Confusion. Stemming from my bipolarity. Ergo, the problem: which camp to side with, the creative or the intellectual?

Insecurity. I think I want to become a full-fledged scribe more than anything else. However (*sigh* the proverbial but), I feel that my writing skills aren't good enough. I'm afraid I'm Calliope's disowned child. (Wow, that took a lot of guts to admit. But, hell, this is an open journal. I gave everyone the liberty of reading my thoughts when I checked the "display" option on my blogger dashboard. And all of a sudden I realize I have become more serious and honest about what I write in this space. Interesting.)

So, tomorrow I hope to find a different plot to my story. Especially now that I'm aware of the factors affecting my lack of a dream.

Well, that's it for now. Losing lucidity; sleep beckons. Time for that other kind of dream.

7 Comments:

At 4:59 AM, Anonymous Anonymous said...

i think i had a problem similar to yours before. at some point in my life, i was rather confused about pursuing art or a career. raymond red (in an interview) indirectly answered that question for me. you work so you can fuel your passion. the intellect must serve the creativity. because people running a business will never let you use your creativity the way you want to. those weren't his excat words though. they're sorta my own derivatives from what he said. i hope that helps. +)

 
At 4:09 PM, Blogger haiku said...

Sigh. Blessed are the ones who make art their career for they shall have heaven on earth.

 
At 4:12 PM, Blogger Unknown said...

Excuse me? What do you mean your "writing skills aren't good enough"? My dear, you have to get your confidence level good enough, that's what. You have a wonderfully engaging, introspective, lucid manner of writing. Share that with the world, please. There are a lot of "unskilled" people being called writers already.

But I know what it means to be confused. Trust me, you can't use that as a reason for long. Sayang the time.
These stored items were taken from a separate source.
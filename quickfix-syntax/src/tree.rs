use crate::kind::SyntaxKind;
use serde::{Deserialize, Serialize};
use std::collections::BTreeMap;
use std::fmt;

/// Preorder index of a node inside one [`SyntaxTree`].
#[derive(Debug, Clone, Copy, PartialEq, Eq, PartialOrd, Ord, Hash, Serialize, Deserialize)]
#[serde(transparent)]
pub struct NodeId(pub u32);

impl NodeId {
    pub fn index(self) -> usize {
        self.0 as usize
    }
}

impl fmt::Display for NodeId {
    fn fmt(&self, f: &mut fmt::Formatter<'_>) -> fmt::Result {
        write!(f, "#{}", self.0)
    }
}

/// Half-open UTF-8 byte range `[start, end)` into the tree's source.
#[derive(Debug, Clone, Copy, PartialEq, Eq, PartialOrd, Ord, Hash, Serialize, Deserialize)]
pub struct TextRange {
    pub start: u32,
    pub end: u32,
}

impl TextRange {
    pub fn new(start: u32, end: u32) -> Self {
        debug_assert!(start <= end);
        Self { start, end }
    }

    pub fn empty(offset: u32) -> Self {
        Self::new(offset, offset)
    }

    pub fn len(self) -> u32 {
        self.end - self.start
    }

    pub fn is_empty(self) -> bool {
        self.start == self.end
    }

    pub fn contains_range(self, other: TextRange) -> bool {
        self.start <= other.start && other.end <= self.end
    }

    pub fn overlaps(self, other: TextRange) -> bool {
        self.start < other.end && other.start < self.end
    }
}

impl fmt::Display for TextRange {
    fn fmt(&self, f: &mut fmt::Formatter<'_>) -> fmt::Result {
        write!(f, "{}..{}", self.start, self.end)
    }
}

/// Semantic type recorded by analysis for an expression or declaration.
#[derive(Debug, Clone, PartialEq, Eq, Hash, Serialize, Deserialize)]
pub struct TypeInfo {
    /// Rendered type without the nullability marker, e.g. `String`.
    pub name: String,
    #[serde(default)]
    pub nullable: bool,
    #[serde(default)]
    pub primitive: bool,
}

impl TypeInfo {
    pub fn new(name: impl Into<String>) -> Self {
        Self {
            name: name.into(),
            nullable: false,
            primitive: false,
        }
    }

    pub fn nullable(mut self) -> Self {
        self.nullable = true;
        self
    }

    pub fn primitive(mut self) -> Self {
        self.primitive = true;
        self
    }

    pub fn render(&self) -> String {
        if self.nullable {
            format!("{}?", self.name)
        } else {
            self.name.clone()
        }
    }
}

#[derive(Debug, Clone)]
pub(crate) struct NodeData {
    pub(crate) kind: SyntaxKind,
    pub(crate) range: TextRange,
    pub(crate) text: Option<Box<str>>,
    pub(crate) parent: Option<NodeId>,
    pub(crate) children: Vec<NodeId>,
}

/// An immutable, already-analyzed source unit.
///
/// Nodes are stored in preorder, so a parent always has a smaller id than its
/// children. The tree is never mutated after [`crate::TreeBuilder::finish`];
/// edits produce new source text instead.
#[derive(Debug, Clone)]
pub struct SyntaxTree {
    pub(crate) source: String,
    pub(crate) nodes: Vec<NodeData>,
    pub(crate) types: BTreeMap<NodeId, TypeInfo>,
}

impl SyntaxTree {
    pub fn source(&self) -> &str {
        &self.source
    }

    pub fn len(&self) -> usize {
        self.nodes.len()
    }

    pub fn is_empty(&self) -> bool {
        self.nodes.is_empty()
    }

    pub fn root(&self) -> SyntaxNode<'_> {
        SyntaxNode {
            tree: self,
            id: NodeId(0),
        }
    }

    /// Returns `None` for ids that do not belong to this snapshot.
    pub fn node(&self, id: NodeId) -> Option<SyntaxNode<'_>> {
        (id.index() < self.nodes.len()).then_some(SyntaxNode { tree: self, id })
    }

    pub fn type_of(&self, id: NodeId) -> Option<&TypeInfo> {
        self.types.get(&id)
    }

    /// All nodes of `kind`, in source order.
    pub fn nodes_of_kind(&self, kind: SyntaxKind) -> impl Iterator<Item = SyntaxNode<'_>> {
        self.nodes
            .iter()
            .enumerate()
            .filter(move |(_, n)| n.kind == kind)
            .map(move |(i, _)| SyntaxNode {
                tree: self,
                id: NodeId(i as u32),
            })
    }

    /// First token whose text equals `text`, in source order.
    pub fn find_token(&self, kind: SyntaxKind, text: &str) -> Option<SyntaxNode<'_>> {
        self.nodes_of_kind(kind)
            .find(|n| n.token_text() == Some(text))
    }

    fn data(&self, id: NodeId) -> &NodeData {
        &self.nodes[id.index()]
    }
}

/// Cheap cursor over one node of a [`SyntaxTree`].
#[derive(Clone, Copy)]
pub struct SyntaxNode<'t> {
    tree: &'t SyntaxTree,
    id: NodeId,
}

impl PartialEq for SyntaxNode<'_> {
    fn eq(&self, other: &Self) -> bool {
        std::ptr::eq(self.tree, other.tree) && self.id == other.id
    }
}

impl Eq for SyntaxNode<'_> {}

impl fmt::Debug for SyntaxNode<'_> {
    fn fmt(&self, f: &mut fmt::Formatter<'_>) -> fmt::Result {
        write!(f, "{:?}{}@{}", self.kind(), self.id, self.range())
    }
}

impl<'t> SyntaxNode<'t> {
    pub fn tree(&self) -> &'t SyntaxTree {
        self.tree
    }

    pub fn id(&self) -> NodeId {
        self.id
    }

    pub fn kind(&self) -> SyntaxKind {
        self.tree.data(self.id).kind
    }

    pub fn range(&self) -> TextRange {
        self.tree.data(self.id).range
    }

    pub fn is_token(&self) -> bool {
        self.kind().is_token()
    }

    pub fn is_trivia(&self) -> bool {
        self.kind().is_trivia()
    }

    /// Text of a token; `None` for nodes.
    pub fn token_text(&self) -> Option<&'t str> {
        self.tree.data(self.id).text.as_deref()
    }

    /// Source text covered by this node.
    pub fn text(&self) -> &'t str {
        let r = self.range();
        self.tree
            .source
            .get(r.start as usize..r.end as usize)
            .unwrap_or_default()
    }

    pub fn is_token_with(&self, kind: SyntaxKind, text: &str) -> bool {
        self.kind() == kind && self.token_text() == Some(text)
    }

    pub fn type_info(&self) -> Option<&'t TypeInfo> {
        self.tree.type_of(self.id)
    }

    pub fn parent(&self) -> Option<SyntaxNode<'t>> {
        let tree = self.tree;
        tree.data(self.id)
            .parent
            .map(|id| SyntaxNode { tree, id })
    }

    pub fn children(&self) -> impl DoubleEndedIterator<Item = SyntaxNode<'t>> + use<'t> {
        let tree = self.tree;
        tree.data(self.id)
            .children
            .iter()
            .map(move |&id| SyntaxNode { tree, id })
    }

    /// Children that are not whitespace or comments.
    pub fn significant_children(&self) -> impl DoubleEndedIterator<Item = SyntaxNode<'t>> + use<'t> {
        self.children().filter(|c| !c.is_trivia())
    }

    /// Children that are nodes rather than tokens.
    pub fn child_nodes(&self) -> impl DoubleEndedIterator<Item = SyntaxNode<'t>> + use<'t> {
        self.children().filter(|c| !c.is_token())
    }

    pub fn first_child_of_kind(&self, kind: SyntaxKind) -> Option<SyntaxNode<'t>> {
        self.children().find(|c| c.kind() == kind)
    }

    pub fn child_token(&self, kind: SyntaxKind, text: &str) -> Option<SyntaxNode<'t>> {
        self.children().find(|c| c.is_token_with(kind, text))
    }

    pub fn first_significant_child(&self) -> Option<SyntaxNode<'t>> {
        self.significant_children().next()
    }

    pub fn last_significant_child(&self) -> Option<SyntaxNode<'t>> {
        self.significant_children().next_back()
    }

    fn sibling_at(&self, offset: isize) -> Option<SyntaxNode<'t>> {
        let parent = self.parent()?;
        let siblings = &self.tree.data(parent.id).children;
        let pos = siblings.iter().position(|&id| id == self.id)?;
        let idx = pos.checked_add_signed(offset)?;
        siblings.get(idx).map(|&id| SyntaxNode {
            tree: self.tree,
            id,
        })
    }

    pub fn next_sibling(&self) -> Option<SyntaxNode<'t>> {
        self.sibling_at(1)
    }

    pub fn prev_sibling(&self) -> Option<SyntaxNode<'t>> {
        self.sibling_at(-1)
    }

    pub fn next_significant_sibling(&self) -> Option<SyntaxNode<'t>> {
        std::iter::successors(self.next_sibling(), |n| n.next_sibling()).find(|n| !n.is_trivia())
    }

    pub fn prev_significant_sibling(&self) -> Option<SyntaxNode<'t>> {
        std::iter::successors(self.prev_sibling(), |n| n.prev_sibling()).find(|n| !n.is_trivia())
    }

    /// This node followed by its ancestors up to the root.
    pub fn ancestors(&self) -> impl Iterator<Item = SyntaxNode<'t>> + use<'t> {
        std::iter::successors(Some(*self), |n| n.parent())
    }

    /// Ancestors, excluding this node.
    pub fn strict_ancestors(&self) -> impl Iterator<Item = SyntaxNode<'t>> + use<'t> {
        std::iter::successors(self.parent(), |n| n.parent())
    }

    /// This node and everything below it, in preorder.
    pub fn descendants(&self) -> impl Iterator<Item = SyntaxNode<'t>> + use<'t> {
        let mut stack = vec![*self];
        std::iter::from_fn(move || {
            let node = stack.pop()?;
            stack.extend(node.children().rev());
            Some(node)
        })
    }
}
P.S. Make the bipolarity work for you. :)

 
At 1:31 AM, Blogger haiku said...

Wow! That's the nicest compliment anyone's ever given me in a long time. Thank you, Cands. :) You just made my day! Kinda reinforced the growing optimism I have about writing; especially as the compliment comes from a professional writer. *blush*

So, when do you want your free lunch? LOL! :D You're right about making the bipolirity work to my advantage. Thanks for the tip! :)

 
At 2:02 PM, Anonymous Anonymous said...

I know what you mean. I'm trying to figure out what my next goal is, myself. I'm pretty sure updating my resume is my first step though. *s*

Honesty about what you write is good. A friend was telling me recently about how during a certain period in her life, she treated writing as more of a craft than expression. Well, of course it's also a craft, but the two sides of it should both be there.

 
At 1:41 PM, Blogger miranila said...

hey haiku,

this particular blog entry of yours has been bugging me for quite sometime now. I've been in your shoes not so long ago (and sometimes it still feels like i'm not over it). I think all of us, at some point or another, go through this stage. Some linger and some zip pass it, not even noticing that they're at that point.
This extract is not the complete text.